TL;DR — Dynamic Resource Allocation is the new, GA-since-v1.34 way Kubernetes allocates specialized hardware. Instead of an opaque count (nvidia.com/gpu: 1), a pod files a ResourceClaim describing the device it needs — by model, memory, topology — and a driver matches it from published ResourceSlices. It brings fractional sharing, prioritized alternatives, and device health to core Kubernetes.
What it is
DRA is a framework in core Kubernetes for requesting and allocating specialized resources — GPUs, FPGAs, NICs — with rich constraints.
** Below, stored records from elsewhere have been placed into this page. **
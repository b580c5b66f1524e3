//! Exact decimal values.
//!
//! The server transports decimals either as IEEE 754-2008 decimal128
//! (113-bit coefficient, 14-bit biased exponent) or as fixed-point integers of
//! 8, 12 or 16 bytes with the scale taken from the column. Both are exposed as
//! [`HdbDecimal`], an exact `mantissa * 10^exponent` rational.

use core::fmt;
use core::hash::{Hash, Hasher};
use core::str::FromStr;

use crate::error::TypeError;

const DEC128_BIAS: i32 = 6176;
const DEC128_MIN_EXP: i32 = -6176;
const DEC128_MAX_EXP: i32 = 6111;
const DEC128_MANTISSA_BITS: u32 = 113;
const DEC128_MANTISSA_MASK: u128 = (1 << DEC128_MANTISSA_BITS) - 1;

/// Size in bytes of a decimal128 value.
pub const DECIMAL128_SIZE: usize = 16;

/// Exact decimal number `mantissa * 10^exponent`.
///
/// Equality and hashing are by value: `1.50` equals `1.5`.
#[derive(Debug, Clone, Copy, Default)]
pub struct HdbDecimal {
    mantissa: i128,
    exponent: i32,
}

impl HdbDecimal {
    /// Zero.
    pub const ZERO: Self = Self {
        mantissa: 0,
        exponent: 0,
    };

    /// Create from coefficient and power of ten.
    #[must_use]
    pub const fn new(mantissa: i128, exponent: i32) -> Self {
        Self { mantissa, exponent }
    }

    /// Coefficient.
    #[must_use]
    pub const fn mantissa(&self) -> i128 {
        self.mantissa
    }

    /// Power of ten.
    #[must_use]
    pub const fn exponent(&self) -> i32 {
        self.exponent
    }

    /// Whether the value is negative.
    #[must_use]
    pub const fn is_negative(&self) -> bool {
        self.mantissa < 0
    }

    /// Strip trailing zeros from the coefficient.
    #[must_use]
    pub fn normalized(&self) -> Self {
        if self.mantissa == 0 {
            return Self::ZERO;
        }
        let mut m = self.mantissa;
        let mut e = self.exponent;
        while m % 10 == 0 && e < i32::MAX {
            m /= 10;
            e += 1;
        }
        Self::new(m, e)
    }

    /// Coefficient for a fixed scale, rounding half away from zero.
    ///
    /// Returns `None` if the result does not fit in an `i128`.
    #[must_use]
    pub fn rescale(&self, scale: i32) -> Option<i128> {
        let shift = self.exponent.checked_add(scale)?;
        if shift >= 0 {
            pow10(shift).and_then(|p| self.mantissa.checked_mul(p))
        } else {
            let Some(p) = pow10(-shift) else {
                // everything is below half a unit
                return Some(0);
            };
            let q = self.mantissa / p;
            let r = (self.mantissa % p).abs();
            if r.checked_mul(2)? >= p {
                Some(if self.mantissa < 0 { q - 1 } else { q + 1 })
            } else {
                Some(q)
            }
        }
    }

    /// Integer value, if the number has no fractional part.
    #[must_use]
    pub fn to_i128(&self) -> Option<i128> {
        let n = self.normalized();
        if n.exponent < 0 {
            None
        } else {
            pow10(n.exponent).and_then(|p| n.mantissa.checked_mul(p))
        }
    }

    /// Nearest `f64`.
    #[must_use]
    pub fn to_f64(&self) -> f64 {
        // going through the decimal string keeps correct rounding
        self.to_string().parse().unwrap_or(f64::NAN)
    }

    /// Encode as decimal128.
    pub fn to_decimal128(&self) -> Result<[u8; DECIMAL128_SIZE], TypeError> {
        let mut m = self.mantissa.unsigned_abs();
        let mut e = self.exponent;

        while m > DEC128_MANTISSA_MASK || e < DEC128_MIN_EXP {
            if m % 10 != 0 || e == i32::MAX {
                return Err(TypeError::InvalidDecimal(format!(
                    "{self} exceeds decimal128 precision"
                )));
            }
            m /= 10;
            e += 1;
        }
        while e > DEC128_MAX_EXP {
            m = m
                .checked_mul(10)
                .filter(|m| *m <= DEC128_MANTISSA_MASK)
                .ok_or_else(|| TypeError::InvalidDecimal(format!("{self} exceeds decimal128 range")))?;
            e -= 1;
        }

        let mut bits = m | (((e + DEC128_BIAS) as u128) << DEC128_MANTISSA_BITS);
        if self.mantissa < 0 {
            bits |= 1 << 127;
        }
        Ok(bits.to_le_bytes())
    }

    /// Decode a decimal128 value.
    #[must_use]
    pub fn from_decimal128(raw: [u8; DECIMAL128_SIZE]) -> Self {
        let bits = u128::from_le_bytes(raw);
        let exponent = ((bits >> DEC128_MANTISSA_BITS) & 0x3FFF) as i32 - DEC128_BIAS;
        let magnitude = (bits & DEC128_MANTISSA_MASK) as i128;
        let mantissa = if bits >> 127 == 1 { -magnitude } else { magnitude };
        Self { mantissa, exponent }
    }

    /// Whether a raw decimal128 value is the NULL marker.
    #[must_use]
    pub const fn is_null_decimal128(raw: &[u8; DECIMAL128_SIZE]) -> bool {
        raw[15] & 0x70 == 0x70
    }

    /// Encode as a fixed-point little-endian integer of `size` bytes.
    pub fn to_fixed(&self, size: usize, scale: i32) -> Result<Vec<u8>, TypeError> {
        let target = fixed_name(size);
        let v = self
            .rescale(scale)
            .ok_or(TypeError::OutOfRange { target_type: target })?;
        let bits = (size * 8) as u32;
        if bits < 128 {
            let max = (1i128 << (bits - 1)) - 1;
            if v > max || v < -max - 1 {
                return Err(TypeError::OutOfRange { target_type: target });
            }
        }
        Ok(v.to_le_bytes()[..size].to_vec())
    }

    /// Decode a fixed-point little-endian integer.
    #[must_use]
    pub fn from_fixed(raw: &[u8], scale: i32) -> Self {
        let mut buf = if raw.last().is_some_and(|b| b & 0x80 != 0) {
            [0xFFu8; 16]
        } else {
            [0u8; 16]
        };
        let n = raw.len().min(16);
        buf[..n].copy_from_slice(&raw[..n]);
        Self::new(i128::from_le_bytes(buf), -scale)
    }
}

fn fixed_name(size: usize) -> &'static str {
    match size {
        8 => "FIXED8",
        12 => "FIXED12",
        _ => "FIXED16",
    }
}

fn pow10(exp: i32) -> Option<i128> {
    u32::try_from(exp).ok().and_then(|e| 10i128.checked_pow(e))
}

impl PartialEq for HdbDecimal {
    fn eq(&self, other: &Self) -> bool {
        let (a, b) = (self.normalized(), other.normalized());
        a.mantissa == b.mantissa && (a.mantissa == 0 || a.exponent == b.exponent)
    }
}

impl Eq for HdbDecimal {}

impl Hash for HdbDecimal {
    fn hash<H: Hasher>(&self, state: &mut H) {
        let n = self.normalized();
        n.mantissa.hash(state);
        n.exponent.hash(state);
    }
}

impl From<i64> for HdbDecimal {
    fn from(v: i64) -> Self {
        Self::new(i128::from(v), 0)
    }
}

impl From<i32> for HdbDecimal {
    fn from(v: i32) -> Self {
        Self::new(i128::from(v), 0)
    }
}

impl TryFrom<f64> for HdbDecimal {
    type Error = TypeError;

    fn try_from(v: f64) -> Result<Self, Self::Error> {
        if !v.is_finite() {
            return Err(TypeError::InvalidDecimal(v.to_string()));
        }
        format!("{v:e}").parse()
    }
}

impl FromStr for HdbDecimal {
    type Err = TypeError;

    fn from_str(s: &str) -> Result<Self, Self::Err> {
        let invalid = || TypeError::InvalidDecimal(s.to_owned());
        let s = s.trim();
        let (body, exp) = match s.find(['e', 'E']) {
            Some(i) => (&s[..i], s[i + 1..].parse::<i32>().map_err(|_| invalid())?),
            None => (s, 0),
        };
        let (negative, digits) = match body.as_bytes().first() {
            Some(b'-') => (true, &body[1..]),
            Some(b'+') => (false, &body[1..]),
            _ => (false, body),
        };
        let (int_part, frac_part) = digits.split_once('.').unwrap_or((digits, ""));
        if int_part.is_empty() && frac_part.is_empty() {
            return Err(invalid());
        }

        let mut mantissa: i128 = 0;
        for c in int_part.bytes().chain(frac_part.bytes()) {
            if !c.is_ascii_digit() {
                return Err(invalid());
            }
            mantissa = mantissa
                .checked_mul(10)
                .and_then(|m| m.checked_add(i128::from(c - b'0')))
                .ok_or_else(invalid)?;
        }
        let frac_len = i32::try_from(frac_part.len()).map_err(|_| invalid())?;
        let exponent = exp.checked_sub(frac_len).ok_or_else(invalid)?;
        Ok(Self::new(if negative { -mantissa } else { mantissa }, exponent))
    }
}

impl fmt::Display for HdbDecimal {
    fn fmt(&self, f: &mut fmt::Formatter<'_>) -> fmt::Result {
        let digits = self.mantissa.unsigned_abs().to_string();
        let sign = if self.mantissa < 0 { "-" } else { "" };
        match self.exponent {
            0 => write!(f, "{sign}{digits}"),
            e if e > 0 && e <= 38 => write!(f, "{sign}{digits}{}", "0".repeat(e as usize)),
            e if e < 0 && e >= -76 => {
                let scale = (-e) as usize;
                if digits.len() > scale {
                    let (int, frac) = digits.split_at(digits.len() - scale);
                    write!(f, "{sign}{int}.{frac}")
                } else {
                    write!(f, "{sign}0.{}{digits}", "0".repeat(scale - digits.len()))
                }
            }
            e => write!(f, "{sign}{digits}E{e}"),
        }
    }
}

#[cfg(feature = "decimal")]
impl From<rust_decimal::Decimal> for HdbDecimal {
    fn from(d: rust_decimal::Decimal) -> Self {
        Self::new(d.mantissa(), -(d.scale() as i32))
    }
}

#[cfg(feature = "decimal")]
impl TryFrom<HdbDecimal> for rust_decimal::Decimal {
    type Error = TypeError;

    fn try_from(v: HdbDecimal) -> Result<Self, Self::Error> {
        let out_of_range = || TypeError::OutOfRange {
            target_type: "rust_decimal::Decimal",
        };
        let v = if v.exponent < -28 { v.normalized() } else { v };
        if v.exponent >= 0 {
            let m = pow10(v.exponent)
                .and_then(|p| v.mantissa.checked_mul(p))
                .ok_or_else(out_of_range)?;
            rust_decimal::Decimal::try_from_i128_with_scale(m, 0).map_err(|_| out_of_range())
        } else {
            rust_decimal::Decimal::try_from_i128_with_scale(v.mantissa, (-v.exponent) as u32)
                .map_err(|_| out_of_range())
        }
    }
}

#[cfg(test)]
#[allow(clippy::unwrap_used)]
mod tests {
    use super::*;
    use proptest::prelude::*;

    #[test]
    fn test_parse_and_display() {
        let d: HdbDecimal = "-123.4500".parse().unwrap();
        assert_eq!(d.mantissa(), -1_234_500);
        assert_eq!(d.exponent(), -4);
        assert_eq!(d.to_string(), "-123.4500");
        assert_eq!("0.001".parse::<HdbDecimal>().unwrap().to_string(), "0.001");
        assert_eq!("1.5e3".parse::<HdbDecimal>().unwrap(), HdbDecimal::from(1500i64));
        assert!("1.2.3".parse::<HdbDecimal>().is_err());
        assert!("".parse::<HdbDecimal>().is_err());
    }

    #[test]
    fn test_value_equality() {
        assert_eq!(HdbDecimal::new(150, -2), HdbDecimal::new(15, -1));
        assert_eq!(HdbDecimal::new(0, 5), HdbDecimal::ZERO);
        assert_ne!(HdbDecimal::new(15, -1), HdbDecimal::new(15, -2));
    }

    #[test]
    fn test_decimal128_known_bytes() {
        // 1 with exponent 0: biased exponent 6176 shifted into bits 113..127
        let raw = HdbDecimal::from(1i64).to_decimal128().unwrap();
        let bits = u128::from_le_bytes(raw);
        assert_eq!(bits & DEC128_MANTISSA_MASK, 1);
        assert_eq!((bits >> 113) as i32 & 0x3FFF, 6176);
        assert!(!HdbDecimal::is_null_decimal128(&raw));
    }

    #[test]
    fn test_decimal128_precision_overflow() {
        let too_precise = HdbDecimal::new(i128::MAX, 0);
        assert!(too_precise.to_decimal128().is_err());
        // trailing zeros can be folded into the exponent
        let folded = HdbDecimal::new(10i128.pow(36), 0);
        let back = HdbDecimal::from_decimal128(folded.to_decimal128().unwrap());
        assert_eq!(back, folded);
    }

    #[test]
    fn test_fixed_rescale_and_rounding() {
        let d: HdbDecimal = "12.345".parse().unwrap();
        let raw = d.to_fixed(8, 2).unwrap();
        assert_eq!(i64::from_le_bytes(raw.clone().try_into().unwrap()), 1235);
        assert_eq!(HdbDecimal::from_fixed(&raw, 2).to_string(), "12.35");

        let neg: HdbDecimal = "-0.005".parse().unwrap();
        assert_eq!(neg.rescale(2), Some(-1));

        let big = HdbDecimal::new(i128::from(i64::MAX), 0);
        assert!(big.to_fixed(8, 1).is_err());
        assert!(big.to_fixed(12, 1).is_ok());
    }

    #[test]
    fn test_fixed12_sign_extension() {
        let d = HdbDecimal::new(-5, 0);
        let raw = d.to_fixed(12, 0).unwrap();
        assert_eq!(raw.len(), 12);
        assert_eq!(HdbDecimal::from_fixed(&raw, 0), d);
    }

    #[test]
    fn test_from_f64() {
        let d = HdbDecimal::try_from(0.1f64).unwrap();
        assert_eq!(d.to_string(), "0.1");
        assert!(HdbDecimal::try_from(f64::NAN).is_err());
        assert!((HdbDecimal::new(25, -1).to_f64() - 2.5).abs() < f64::EPSILON);
    }

    #[cfg(feature = "decimal")]
    #[test]
    fn test_rust_decimal_conversion() {
        use rust_decimal::Decimal;
        let d = Decimal::new(-31415, 4);
        let h = HdbDecimal::from(d);
        assert_eq!(h.to_string(), "-3.1415");
        assert_eq!(Decimal::try_from(h).unwrap(), d);
        assert_eq!(Decimal::try_from(HdbDecimal::new(12, 3)).unwrap(), Decimal::new(12000, 0));
    }

    proptest! {
        #[test]
        fn prop_decimal128_roundtrip(m in -(1i128 << 112)..(1i128 << 112), e in -6176i32..=6111) {
            let d = HdbDecimal::new(m, e);
            let back = HdbDecimal::from_decimal128(d.to_decimal128().unwrap());
            prop_assert_eq!(back, d);
        }

        #[test]
        fn prop_string_roundtrip(m in any::<i64>(), e in -40i32..15) {
            let d = HdbDecimal::new(i128::from(m), e);
            let back: HdbDecimal = d.to_string().parse().unwrap();
            prop_assert_eq!(back, d);
        }
    }
}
It graduated to GA in Kubernetes v1.34 (Aug 2025), stable API resource.k8s.io/v1 on by default. In the AI Native landscape it's the future-facing piece of AI Native Infra › Accelerator and SuperPod — the model the others are converging on.
Why it exists
The old device-plugin model exposes hardware as a countable integer with no vocabulary for "an H100 with ≥40 GB, NVLink-connected to its peer." You can't express attributes, can't share fractionally in a first-class way, and can't ask for alternatives. DRA replaces counting with claiming: declarative, attribute-aware requests resolved by vendor drivers.
The objects
| Object | Role |
|---|---|
DeviceClass | A category of devices + how to select attributes (e.g. "NVIDIA GPU"). Cluster-scoped, admin-defined. |
ResourceClaim | A pod's request for device(s) matching constraints. The thing that gets allocated. |
ResourceClaimTemplate | Stamps out a per-pod ResourceClaim (like a PVC template). |
ResourceSlice | Driver-published inventory of the devices available in a pool — what the scheduler matches against. |
Fig 1 — A claim describes the need; the scheduler matches it against driver-published slices.
What v1.34 brought
- Consumable Capacity (beta) — first-class fractional sharing: allocate, say, 10 GiB of a 40 GiB GPU safely across pods/namespaces.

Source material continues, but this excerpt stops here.